*** Begin section ***
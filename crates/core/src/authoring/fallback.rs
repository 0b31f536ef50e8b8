//! Canned payloads returned when the model is unavailable or its reply
//! cannot be used. Everything here is deterministic.

use crate::story::{Character, Story, ROLE_ANTAGONIST, ROLE_PROTAGONIST, ROLE_SUPPORTING};

pub const FALLBACK_NAMES: [&str; 12] = [
    "Alex Morgan",
    "Riley Chen",
    "Jordan Blake",
    "Casey Rivera",
    "Taylor Swift",
    "Morgan Lee",
    "Avery Johnson",
    "Quinn Davis",
    "Sage Wilson",
    "River Stone",
    "Phoenix Wright",
    "Skylar Moon",
];

const DEFAULT_FONTS: [&str; 6] = [
    "Merriweather",
    "Libre Baskerville",
    "Lora",
    "Roboto",
    "Open Sans",
    "Noto Serif",
];

/// Genre keywords checked in order; the first match wins.
const FONT_RULES: &[(&[&str], [&str; 6])] = &[
    (
        &["fantasy"],
        [
            "Cinzel",
            "Almendra",
            "Uncial Antiqua",
            "Libre Baskerville",
            "Cormorant Garamond",
            "Crimson Text",
        ],
    ),
    (
        &["romance"],
        [
            "Dancing Script",
            "Great Vibes",
            "Playfair Display",
            "Lora",
            "Crimson Text",
            "Libre Baskerville",
        ],
    ),
    (
        &["sci", "cyberpunk"],
        [
            "Orbitron",
            "Exo",
            "Rajdhani",
            "Roboto",
            "Source Code Pro",
            "Titillium Web",
        ],
    ),
    (
        &["horror"],
        [
            "Creepster",
            "Nosifer",
            "Butcherman",
            "Crimson Text",
            "Libre Baskerville",
            "Cormorant Garamond",
        ],
    ),
    (
        &["mystery", "thriller"],
        [
            "Abril Fatface",
            "Playfair Display",
            "Crimson Text",
            "Libre Baskerville",
            "Lora",
            "Cormorant Garamond",
        ],
    ),
];

pub fn fallback_fonts(genre: &str) -> Vec<String> {
    let genres = genre.to_lowercase();
    let fonts = FONT_RULES
        .iter()
        .find(|(keywords, _)| keywords.iter().any(|keyword| genres.contains(keyword)))
        .map_or(&DEFAULT_FONTS, |(_, fonts)| fonts);
    fonts.iter().map(|font| font.to_string()).collect()
}

pub fn genre_guidance(genre: &str) -> &'static str {
    let genres = genre.to_lowercase();
    if genres.contains("fantasy") {
        "- Establish magic system rules and limitations early\n\
         - Build the world gradually through character experiences\n\
         - Include moments of wonder and discovery\n\
         - Balance action with character development"
    } else if genres.contains("romance") {
        "- Focus on emotional character development\n\
         - Build romantic tension gradually\n\
         - Include obstacles that test the relationship\n\
         - Ensure both characters have individual growth arcs"
    } else if genres.contains("mystery") || genres.contains("thriller") {
        "- Plant clues and red herrings strategically\n\
         - Maintain suspense through pacing\n\
         - Reveal information gradually to build tension\n\
         - Ensure fair play with readers regarding clues"
    } else {
        "- Focus on character-driven plot development\n\
         - Ensure themes are woven naturally into the story\n\
         - Balance dialogue, action, and description\n\
         - Maintain consistent tone throughout"
    }
}

const OUTLINE_STRUCTURE: &str = "\
ENHANCED STRUCTURE:

ACT I - SETUP (Chapters 1-3):
- Introduction of main character(s) and their ordinary world
- Establish the setting, tone, and initial conflict
- Inciting incident that propels the story forward
- Character's initial reaction and decision to act
- Introduction of key supporting characters

ACT II - CONFRONTATION (Chapters 4-8):
- Rising action with escalating challenges and obstacles
- Character development and relationship building
- Exploration of themes through character interactions
- Midpoint crisis that changes everything and raises stakes
- Obstacles that test the character's resolve and growth
- Darkest moment where all seems lost

ACT III - RESOLUTION (Chapters 9-12):
- Final confrontation with the main conflict
- Character uses lessons learned throughout the story
- Climax where the central problem is addressed
- Resolution that ties up loose ends and character arcs
- New equilibrium showing character growth and change

KEY PLOT POINTS TO DEVELOP:
1. Opening hook that immediately engages readers
2. Character motivation and stakes clearly established
3. Progressive complications that build tension
4. Emotional character arcs that resonate with themes
5. Satisfying conclusion that delivers on promises made

SUGGESTED CHAPTER BREAKDOWN:
- Each chapter should advance both plot and character development
- Include moments of conflict, revelation, and growth
- Balance action with character introspection and dialogue
- End chapters with hooks to maintain reader engagement
- Ensure each chapter serves the overall story arc";

/// Three-act expansion of the story's outline with genre guidance.
pub fn fallback_outline(story: &Story) -> String {
    format!(
        "ENHANCED STORY OUTLINE FOR \"{title}\"\n\n\
         GENRE: {genre}\n\
         SETTING: {setting}\n\
         THEME: {theme}\n\
         TARGET AUDIENCE: {audience}\n\n\
         ORIGINAL OUTLINE:\n{outline}\n\n\
         {structure}\n\n\
         GENRE-SPECIFIC CONSIDERATIONS:\n{guidance}\n\n\
         This enhanced outline provides a solid foundation for AI-assisted chapter generation \
         while maintaining the core elements of your original story concept.",
        title = story.title,
        genre = story.genre,
        setting = story.setting,
        theme = story.theme,
        audience = story.target_audience,
        outline = story.plot_outline,
        structure = OUTLINE_STRUCTURE,
        guidance = genre_guidance(&story.genre),
    )
}

struct Archetype {
    role: &'static str,
    description: &'static str,
    personality: &'static str,
    background: &'static str,
    goals: &'static str,
}

const PROTAGONIST: Archetype = Archetype {
    role: ROLE_PROTAGONIST,
    description: "A determined individual with sharp features and an analytical mind.",
    personality: "Intelligent and resourceful, natural leader with strong moral compass.",
    background: "Has overcome significant challenges in life, shaped by personal loss.",
    goals: "To solve the central mystery while protecting those they care about.",
};

const ANTAGONIST: Archetype = Archetype {
    role: ROLE_ANTAGONIST,
    description: "A formidable opponent with complex motivations.",
    personality: "Cunning and determined, believes their cause is just.",
    background: "Has their own tragic backstory that drives their actions.",
    goals: "To achieve their vision, regardless of the cost to others.",
};

const SUPPORTING: Archetype = Archetype {
    role: ROLE_SUPPORTING,
    description: "A loyal ally with unique skills and perspective.",
    personality: "Supportive and reliable, with their own interesting quirks.",
    background: "Has their own story arc that intersects with the main plot.",
    goals: "To support the protagonist while pursuing their own objectives.",
};

/// `count` characters (at least one): a protagonist, an antagonist when the
/// cast has more than two members, and supporting roles for the rest.
pub fn fallback_characters(count: usize, stamp: i64) -> Vec<Character> {
    let count = count.max(1);
    (0..count)
        .map(|index| {
            let archetype = match index {
                0 => &PROTAGONIST,
                1 if count > 2 => &ANTAGONIST,
                _ => &SUPPORTING,
            };
            Character {
                id: format!("fallback-{stamp}-{index}"),
                name: FALLBACK_NAMES[index % FALLBACK_NAMES.len()].to_string(),
                role: archetype.role.to_string(),
                description: archetype.description.to_string(),
                personality: archetype.personality.to_string(),
                background: archetype.background.to_string(),
                goals: archetype.goals.to_string(),
                relationships: String::new(),
            }
        })
        .collect()
}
*** End section ***
INSTRUCTIONS FOR THE TASK —
Look through the listing above. Pick out each line with "count" and copy it.

RESPONSE TO THIS TASK —
/// `count` characters (at least one): a protagonist, an antagonist when the
pub fn fallback_characters(count: usize, stamp: i64) -> Vec<Character> {
    let count = count.max(1);
    (0..count)
                1 if count > 2 => &ANTAGONIST,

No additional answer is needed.